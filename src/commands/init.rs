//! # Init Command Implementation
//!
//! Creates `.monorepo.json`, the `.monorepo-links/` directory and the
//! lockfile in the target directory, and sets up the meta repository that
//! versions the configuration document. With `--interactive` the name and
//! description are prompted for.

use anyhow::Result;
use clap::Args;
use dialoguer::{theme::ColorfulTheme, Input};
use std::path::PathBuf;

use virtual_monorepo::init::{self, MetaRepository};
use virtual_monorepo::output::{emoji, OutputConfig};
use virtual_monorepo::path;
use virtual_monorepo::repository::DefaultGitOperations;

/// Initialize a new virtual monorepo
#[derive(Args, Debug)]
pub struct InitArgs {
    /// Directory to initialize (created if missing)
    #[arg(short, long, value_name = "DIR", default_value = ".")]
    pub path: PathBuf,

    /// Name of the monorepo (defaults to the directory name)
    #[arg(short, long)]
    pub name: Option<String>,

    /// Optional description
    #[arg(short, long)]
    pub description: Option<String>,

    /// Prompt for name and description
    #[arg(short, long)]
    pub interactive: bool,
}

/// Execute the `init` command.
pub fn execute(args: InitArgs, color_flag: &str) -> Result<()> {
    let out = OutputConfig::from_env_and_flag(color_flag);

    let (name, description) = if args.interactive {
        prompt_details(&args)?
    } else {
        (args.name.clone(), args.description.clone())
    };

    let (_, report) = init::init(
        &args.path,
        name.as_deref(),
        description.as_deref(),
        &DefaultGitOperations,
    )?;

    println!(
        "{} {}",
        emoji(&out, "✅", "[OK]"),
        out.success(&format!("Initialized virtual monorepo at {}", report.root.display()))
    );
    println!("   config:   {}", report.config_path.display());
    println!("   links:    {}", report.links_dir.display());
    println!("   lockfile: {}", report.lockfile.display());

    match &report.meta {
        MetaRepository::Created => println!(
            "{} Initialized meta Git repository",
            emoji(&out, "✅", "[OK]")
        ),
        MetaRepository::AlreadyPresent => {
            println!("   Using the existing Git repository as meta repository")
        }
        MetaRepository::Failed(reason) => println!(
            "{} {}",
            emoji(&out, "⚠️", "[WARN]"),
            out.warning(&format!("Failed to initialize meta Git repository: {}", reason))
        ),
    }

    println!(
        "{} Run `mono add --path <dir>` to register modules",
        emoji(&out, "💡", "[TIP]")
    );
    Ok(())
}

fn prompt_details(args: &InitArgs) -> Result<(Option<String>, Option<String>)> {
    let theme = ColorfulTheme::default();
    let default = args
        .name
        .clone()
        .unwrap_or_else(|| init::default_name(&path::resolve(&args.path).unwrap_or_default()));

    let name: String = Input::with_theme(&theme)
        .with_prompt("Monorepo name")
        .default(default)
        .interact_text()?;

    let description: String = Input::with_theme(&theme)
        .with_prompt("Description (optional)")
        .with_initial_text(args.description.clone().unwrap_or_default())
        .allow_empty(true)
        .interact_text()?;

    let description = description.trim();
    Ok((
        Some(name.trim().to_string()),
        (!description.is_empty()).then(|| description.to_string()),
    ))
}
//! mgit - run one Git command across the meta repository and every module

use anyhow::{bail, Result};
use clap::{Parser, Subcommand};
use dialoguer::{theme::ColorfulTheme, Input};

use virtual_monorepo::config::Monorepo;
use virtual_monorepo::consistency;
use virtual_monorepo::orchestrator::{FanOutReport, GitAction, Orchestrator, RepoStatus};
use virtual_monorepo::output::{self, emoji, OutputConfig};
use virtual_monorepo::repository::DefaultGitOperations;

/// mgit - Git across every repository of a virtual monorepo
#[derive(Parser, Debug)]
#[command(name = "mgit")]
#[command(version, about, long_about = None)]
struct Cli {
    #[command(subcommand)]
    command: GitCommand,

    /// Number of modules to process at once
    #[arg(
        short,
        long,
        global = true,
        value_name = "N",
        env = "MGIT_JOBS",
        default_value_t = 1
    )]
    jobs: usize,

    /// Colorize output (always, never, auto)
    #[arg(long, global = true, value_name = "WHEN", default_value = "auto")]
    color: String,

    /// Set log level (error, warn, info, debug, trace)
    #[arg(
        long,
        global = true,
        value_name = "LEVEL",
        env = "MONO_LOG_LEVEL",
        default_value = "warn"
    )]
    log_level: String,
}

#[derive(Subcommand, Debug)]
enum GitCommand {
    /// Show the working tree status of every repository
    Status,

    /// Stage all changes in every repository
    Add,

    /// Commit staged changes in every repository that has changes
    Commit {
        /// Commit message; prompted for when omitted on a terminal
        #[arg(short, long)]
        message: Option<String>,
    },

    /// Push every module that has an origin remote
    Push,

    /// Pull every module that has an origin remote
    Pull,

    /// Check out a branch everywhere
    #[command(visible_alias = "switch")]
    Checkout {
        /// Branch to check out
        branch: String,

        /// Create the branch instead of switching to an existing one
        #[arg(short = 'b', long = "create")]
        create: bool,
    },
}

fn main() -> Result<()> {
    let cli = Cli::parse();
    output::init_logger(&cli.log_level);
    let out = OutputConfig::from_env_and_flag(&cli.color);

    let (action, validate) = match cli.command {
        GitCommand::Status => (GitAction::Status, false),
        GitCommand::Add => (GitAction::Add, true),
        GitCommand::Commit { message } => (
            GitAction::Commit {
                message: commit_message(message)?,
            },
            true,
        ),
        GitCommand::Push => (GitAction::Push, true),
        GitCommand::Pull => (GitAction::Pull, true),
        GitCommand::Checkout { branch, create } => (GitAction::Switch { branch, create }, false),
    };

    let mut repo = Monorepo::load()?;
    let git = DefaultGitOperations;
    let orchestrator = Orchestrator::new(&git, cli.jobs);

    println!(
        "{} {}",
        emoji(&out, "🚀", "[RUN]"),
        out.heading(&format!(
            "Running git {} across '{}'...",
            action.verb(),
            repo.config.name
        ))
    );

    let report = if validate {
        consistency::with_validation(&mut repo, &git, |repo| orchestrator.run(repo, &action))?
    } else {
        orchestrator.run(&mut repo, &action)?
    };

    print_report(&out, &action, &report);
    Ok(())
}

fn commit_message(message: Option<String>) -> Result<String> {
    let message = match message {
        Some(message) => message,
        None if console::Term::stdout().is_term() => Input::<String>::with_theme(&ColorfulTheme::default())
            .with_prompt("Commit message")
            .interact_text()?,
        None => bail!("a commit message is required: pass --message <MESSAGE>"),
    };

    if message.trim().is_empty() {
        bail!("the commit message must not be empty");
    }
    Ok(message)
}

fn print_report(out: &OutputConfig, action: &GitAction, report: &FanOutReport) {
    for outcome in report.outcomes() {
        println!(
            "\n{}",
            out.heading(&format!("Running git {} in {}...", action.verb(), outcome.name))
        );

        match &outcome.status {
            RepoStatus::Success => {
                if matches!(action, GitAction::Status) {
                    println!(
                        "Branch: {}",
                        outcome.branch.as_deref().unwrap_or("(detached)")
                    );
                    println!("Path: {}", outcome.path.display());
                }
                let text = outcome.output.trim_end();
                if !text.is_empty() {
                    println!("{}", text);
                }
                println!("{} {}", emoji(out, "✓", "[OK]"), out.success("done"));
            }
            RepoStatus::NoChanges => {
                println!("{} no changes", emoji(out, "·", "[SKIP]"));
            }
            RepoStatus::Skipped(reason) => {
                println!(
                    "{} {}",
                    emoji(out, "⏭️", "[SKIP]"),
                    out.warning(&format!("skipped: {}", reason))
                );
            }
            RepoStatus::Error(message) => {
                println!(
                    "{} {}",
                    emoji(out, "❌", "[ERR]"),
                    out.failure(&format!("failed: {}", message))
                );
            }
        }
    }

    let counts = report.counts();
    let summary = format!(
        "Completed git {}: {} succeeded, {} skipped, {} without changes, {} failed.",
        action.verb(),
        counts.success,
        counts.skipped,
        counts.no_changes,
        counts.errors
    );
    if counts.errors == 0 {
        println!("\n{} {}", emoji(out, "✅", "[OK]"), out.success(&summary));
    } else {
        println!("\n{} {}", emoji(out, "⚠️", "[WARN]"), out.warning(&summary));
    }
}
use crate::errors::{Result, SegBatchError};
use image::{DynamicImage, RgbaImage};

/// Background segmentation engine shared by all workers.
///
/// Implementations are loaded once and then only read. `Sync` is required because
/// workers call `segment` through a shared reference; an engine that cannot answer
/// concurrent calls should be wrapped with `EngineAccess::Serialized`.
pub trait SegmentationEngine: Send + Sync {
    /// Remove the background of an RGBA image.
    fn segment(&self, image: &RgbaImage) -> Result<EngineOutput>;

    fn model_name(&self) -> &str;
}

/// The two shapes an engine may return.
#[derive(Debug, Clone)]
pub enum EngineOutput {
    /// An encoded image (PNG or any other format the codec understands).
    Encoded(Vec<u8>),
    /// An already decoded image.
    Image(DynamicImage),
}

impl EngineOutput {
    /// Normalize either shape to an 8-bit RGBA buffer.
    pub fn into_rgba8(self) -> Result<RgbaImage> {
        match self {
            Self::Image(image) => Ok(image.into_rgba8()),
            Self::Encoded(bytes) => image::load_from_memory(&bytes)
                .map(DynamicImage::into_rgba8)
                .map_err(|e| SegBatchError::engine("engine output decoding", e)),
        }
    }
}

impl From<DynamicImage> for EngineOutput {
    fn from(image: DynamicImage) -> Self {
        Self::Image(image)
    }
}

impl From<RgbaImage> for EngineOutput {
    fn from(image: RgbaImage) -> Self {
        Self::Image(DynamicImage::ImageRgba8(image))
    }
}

- - - - -

» **Work instruction**
Copy nothing beyond the line containing "pub struct InitArgs". Transcribe exactly from the first line of the entries down to that line, inclusive.

» **Reply to the exercise**
filename src/commands/init.rs
//! # Init Command Implementation
//!
//! Creates `.monorepo.json`, the `.monorepo-links/` directory and the
//! lockfile in the target directory, and sets up the meta repository that
//! versions the configuration document. With `--interactive` the name and
//! description are prompted for.

use anyhow::Result;
use clap::Args;
use dialoguer::{theme::ColorfulTheme, Input};
use std::path::PathBuf;

use virtual_monorepo::init::{self, MetaRepository};
use virtual_monorepo::output::{emoji, OutputConfig};
use virtual_monorepo::path;
use virtual_monorepo::repository::DefaultGitOperations;

/// Initialize a new virtual monorepo
#[derive(Args, Debug)]
pub struct InitArgs {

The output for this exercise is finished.